If someone earns $30,000 a year and they drop down to nine days a fortnight, then their gross wages will drop from $1,151 to $1,036 a fortnight. That is a drop of $115 a fortnight. The Government’s subsidy will give them back $63 a fortnight leaving them with a gross income drop of $52 a fortnight. So at $30,000 the Government picks up 54% of your day off, and you pick up 46% and you are guaranteed not to be made redundant.
$52 a fortnight is still a reasonable drop in income. But hey it is less than what the ACC levies were looking to rise under Labour!

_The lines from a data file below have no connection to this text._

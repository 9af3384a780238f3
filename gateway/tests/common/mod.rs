#![allow(dead_code)]

use axum::body::Body;
use axum::http::{header, Method, Request, StatusCode};
use axum::response::Response;
use axum::routing::{any, get as axum_get};
use axum::{Json, Router};
use base64::{engine::general_purpose::URL_SAFE_NO_PAD, Engine};
use chrono::Utc;
use ed25519_dalek::{Signer, SigningKey};
use rand::rngs::OsRng;
use serde_json::{json, Value};
use std::sync::Arc;
use tower::util::ServiceExt;

use vouch_gateway::app::{self, AppState, TokenIssuer};
use vouch_gateway::cache::LayeredCache;
use vouch_gateway::challenge::{ChallengeConfig, ChallengeService, DEFAULT_CHALLENGE_LIFETIME};
use vouch_gateway::didkey;
use vouch_gateway::kv::{KvStore, MemoryKv};
use vouch_gateway::middleware::admin::AdminToken;
use vouch_gateway::middleware::rate_limit::{ChallengeThrottle, DidRateLimiter};
use vouch_gateway::models::Issuer;
use vouch_gateway::policy::{Policy, PolicyEngine, RateLimitSpec};
use vouch_gateway::proxy::ProxyState;
use vouch_gateway::resolver::{DidResolver, ResolverConfig};
pub use vouch_gateway::stores::{IssuerRegistry, PolicyStore, RevocationStore};
use vouch_gateway::stores::{MemoryIssuerRegistry, MemoryPolicyStore, MemoryRevocationStore};
use vouch_gateway::token::{TokenKey, TokenSigner};
use vouch_gateway::vc::VcVerifier;

pub const ADMIN_TOKEN: &str = "test-admin-token";

pub struct Harness {
    pub router: Router,
    pub kv: Arc<MemoryKv>,
    pub policy_store: Arc<MemoryPolicyStore>,
    pub issuer_registry: Arc<MemoryIssuerRegistry>,
    pub revocation_store: Arc<MemoryRevocationStore>,
    pub upstream_base: String,
}

/// Stub upstream the proxy forwards to. The echo route reports the headers
/// the proxy delivered so tests can assert on stripping/injection.
async fn spawn_upstream() -> String {
    let app = Router::new()
        .route("/api/v1/basic", axum_get(|| async { "basic ok" }))
        .route("/api/v1/premium", axum_get(|| async { "premium ok" }))
        .route("/api/v1/limited", axum_get(|| async { "limited ok" }))
        .route(
            "/api/v1/echo",
            any(|headers: axum::http::HeaderMap| async move {
                Json(json!({
                    "didSubject": headers
                        .get("x-did-subject")
                        .and_then(|v| v.to_str().ok())
                        .unwrap_or_default(),
                    "hasAuthorization": headers.contains_key(header::AUTHORIZATION),
                }))
            }),
        );

    let listener = tokio::net::TcpListener::bind("127.0.0.1:0").await.unwrap();
    let addr = listener.local_addr().unwrap();
    tokio::spawn(async move {
        axum::serve(listener, app).await.unwrap();
    });
    format!("http://{addr}")
}

pub async fn harness() -> Harness {
    let upstream_base = spawn_upstream().await;
    harness_with_upstream(upstream_base).await
}

pub async fn harness_with_upstream(upstream_base: String) -> Harness {
    let kv = Arc::new(MemoryKv::new());
    let kv_dyn: Arc<dyn KvStore> = kv.clone();
    let cache = Arc::new(LayeredCache::new(kv_dyn.clone()));

    let policy_store = Arc::new(MemoryPolicyStore::new());
    let issuer_registry = Arc::new(MemoryIssuerRegistry::new());
    let revocation_store = Arc::new(MemoryRevocationStore::new());
    let policy_store_dyn: Arc<dyn PolicyStore> = policy_store.clone();
    let issuer_registry_dyn: Arc<dyn IssuerRegistry> = issuer_registry.clone();
    let revocation_store_dyn: Arc<dyn RevocationStore> = revocation_store.clone();

    let state = AppState {
        kv: kv_dyn.clone(),
        cache: cache.clone(),
        resolver: Arc::new(DidResolver::new(cache.clone(), ResolverConfig::default())),
        challenges: Arc::new(ChallengeService::new(
            kv_dyn.clone(),
            ChallengeConfig {
                audience: "vouch-gateway".into(),
                domain: "gateway.test".into(),
                lifetime: DEFAULT_CHALLENGE_LIFETIME,
            },
        )),
        challenge_throttle: Arc::new(ChallengeThrottle::new(1000)),
        vc_verifier: Arc::new(VcVerifier::new(
            issuer_registry_dyn.clone(),
            revocation_store_dyn.clone(),
            cache.clone(),
        )),
        token_signer: Arc::new(
            TokenSigner::new(vec![TokenKey {
                kid: "k1".into(),
                secret: "integration-test-secret".into(),
            }])
            .unwrap(),
        ),
        token_issuer: TokenIssuer(Arc::from("vouch-gateway")),
        policy_engine: Arc::new(PolicyEngine::new(policy_store_dyn.clone(), cache.clone())),
        rate_limiter: Arc::new(DidRateLimiter::new(kv_dyn.clone())),
        policy_store: policy_store_dyn,
        issuer_registry: issuer_registry_dyn,
        revocation_store: revocation_store_dyn,
        proxy: ProxyState {
            client: reqwest::Client::new(),
            base: upstream_base.clone(),
        },
        admin_token: AdminToken::new(ADMIN_TOKEN),
    };

    Harness {
        router: app::router(state),
        kv,
        policy_store,
        issuer_registry,
        revocation_store,
        upstream_base,
    }
}

// ---------------------------------------------------------------------------
// Wallet-side helpers
// ---------------------------------------------------------------------------

pub struct Wallet {
    pub signing: SigningKey,
    pub did: String,
}

impl Wallet {
    pub fn generate() -> Self {
        let signing = SigningKey::generate(&mut OsRng);
        let did = didkey::encode_did_key(&signing.verifying_key().to_bytes());
        Self { signing, did }
    }

    pub fn sign_challenge(&self, challenge: &str) -> String {
        let signature = self.signing.sign(challenge.as_bytes());
        URL_SAFE_NO_PAD.encode(signature.to_bytes())
    }
}

/// Issuer-side JWT-VC minting, the shape the external issuer service emits.
pub fn mint_vc(
    issuer_key: &SigningKey,
    issuer_did: &str,
    subject_did: &str,
    jti: &str,
    types: &[&str],
) -> String {
    let now = Utc::now().timestamp();
    let header =
        URL_SAFE_NO_PAD.encode(serde_json::to_vec(&json!({"alg": "EdDSA", "typ": "JWT"})).unwrap());
    let payload = URL_SAFE_NO_PAD.encode(
        serde_json::to_vec(&json!({
            "iss": issuer_did,
            "sub": subject_did,
            "iat": now - 10,
            "exp": now + 600,
            "jti": jti,
            "vc": {"type": types},
        }))
        .unwrap(),
    );
    let signing_input = format!("{header}.{payload}");
    let signature = issuer_key.sign(signing_input.as_bytes());
    format!("{signing_input}.{}", URL_SAFE_NO_PAD.encode(signature.to_bytes()))
}

pub async fn seed_issuer(harness: &Harness, trust_tier: i16) -> (SigningKey, String) {
    let key = SigningKey::generate(&mut OsRng);
    let pk = key.verifying_key().to_bytes();
    let did = didkey::encode_did_key(&pk);
    harness
        .issuer_registry
        .upsert(Issuer {
            did: did.clone(),
            public_key: didkey::encode_key_b64(&pk),
            enabled: true,
            trust_tier,
            created_at: Utc::now(),
            updated_at: Utc::now(),
        })
        .await
        .unwrap();
    (key, did)
}

pub fn basic_policy() -> Policy {
    Policy {
        id: "basic".into(),
        name: "basic tier".into(),
        route_prefix: "/api/v1/basic".into(),
        required_scopes: vec!["basic".into()],
        required_vc_types: vec![],
        allowed_issuers: vec![],
        min_trust_tier: None,
        rate_limit: None,
        token_ttl_seconds: 300,
    }
}

pub fn premium_policy(issuer_did: &str) -> Policy {
    Policy {
        id: "premium".into(),
        name: "premium tier".into(),
        route_prefix: "/api/v1/premium".into(),
        required_scopes: vec!["premium".into()],
        required_vc_types: vec!["PremiumCredential".into()],
        allowed_issuers: vec![issuer_did.to_string()],
        min_trust_tier: Some(3),
        rate_limit: None,
        token_ttl_seconds: 300,
    }
}

pub fn limited_policy(max_requests: u64) -> Policy {
    Policy {
        id: "limited".into(),
        name: "rate limited tier".into(),
        route_prefix: "/api/v1/limited".into(),
        required_scopes: vec!["basic".into()],
        required_vc_types: vec![],
        allowed_issuers: vec![],
        min_trust_tier: None,
        rate_limit: Some(RateLimitSpec {
            window_seconds: 60,
            max_requests,
        }),
        token_ttl_seconds: 300,
    }
}

// ---------------------------------------------------------------------------
// HTTP helpers
// ---------------------------------------------------------------------------

pub async fn send(router: &Router, request: Request<Body>) -> Response {
    router.clone().oneshot(request).await.unwrap()
}

pub async fn get(router: &Router, uri: &str) -> Response {
    send(
        router,
        Request::builder().uri(uri).body(Body::empty()).unwrap(),
    )
    .await
}

pub async fn get_auth(router: &Router, uri: &str, token: &str) -> Response {
    send(
        router,
        Request::builder()
            .uri(uri)
            .header(header::AUTHORIZATION, format!("Bearer {token}"))
            .body(Body::empty())
            .unwrap(),
    )
    .await
}

pub async fn post_json(router: &Router, uri: &str, body: &Value) -> Response {
    send(
        router,
        Request::builder()
            .method(Method::POST)
            .uri(uri)
            .header(header::CONTENT_TYPE, "application/json")
            .body(Body::from(body.to_string()))
            .unwrap(),
    )
    .await
}

pub async fn put_json_admin(router: &Router, uri: &str, body: &Value) -> Response {
    send(
        router,
        Request::builder()
            .method(Method::PUT)
            .uri(uri)
            .header(header::CONTENT_TYPE, "application/json")
            .header("x-admin-token", ADMIN_TOKEN)
            .body(Body::from(body.to_string()))
            .unwrap(),
    )
    .await
}

pub async fn body_json(response: Response) -> Value {
    let bytes = axum::body::to_bytes(response.into_body(), 1024 * 1024)
        .await
        .unwrap();
    serde_json::from_slice(&bytes).unwrap()
}

pub async fn body_string(response: Response) -> String {
    let bytes = axum::body::to_bytes(response.into_body(), 1024 * 1024)
        .await
        .unwrap();
    String::from_utf8(bytes.to_vec()).unwrap()
}

/// Full challenge → sign → verify flow; returns the bearer token.
pub async fn authenticate(
    harness: &Harness,
    wallet: &Wallet,
    scopes: Option<Vec<&str>>,
    credential: Option<String>,
) -> Result<String, (StatusCode, Value)> {
    let response = get(
        &harness.router,
        &format!("/v1/auth/challenge?did={}", wallet.did),
    )
    .await;
    assert_eq!(response.status(), StatusCode::OK);
    let challenge_body = body_json(response).await;
    let challenge = challenge_body["challenge"].as_str().unwrap().to_string();

    let mut verify_body = json!({
        "did": wallet.did,
        "challenge": challenge,
        "signature": wallet.sign_challenge(&challenge),
    });
    if let Some(scopes) = scopes {
        verify_body["scopes"] = json!(scopes);
    }
    if let Some(credential) = credential {
        verify_body["credential"] = json!(credential);
    }

    let response = post_json(&harness.router, "/v1/auth/verify", &verify_body).await;
    let status = response.status();
    let body = body_json(response).await;
    if status != StatusCode::OK {
        return Err((status, body));
    }
    Ok(body["access_token"].as_str().unwrap().to_string())
}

What will be interesting is the impact of Working for Families. One of the problems of WFF is the abatement rates for it plus the accomodation supplement means that effective marginal tax rates get close to 90%. So certain families could have the main incoem earner go from $50,000 to $70,000 yet only have net income increase by $1,200 or so (figures off memory). Not that is a very bad thing, but for once it may work in favour of some families – if your income drops by going into a nine day fortnight, then the abatement rates will work in negative and may keep you at close to your old net income.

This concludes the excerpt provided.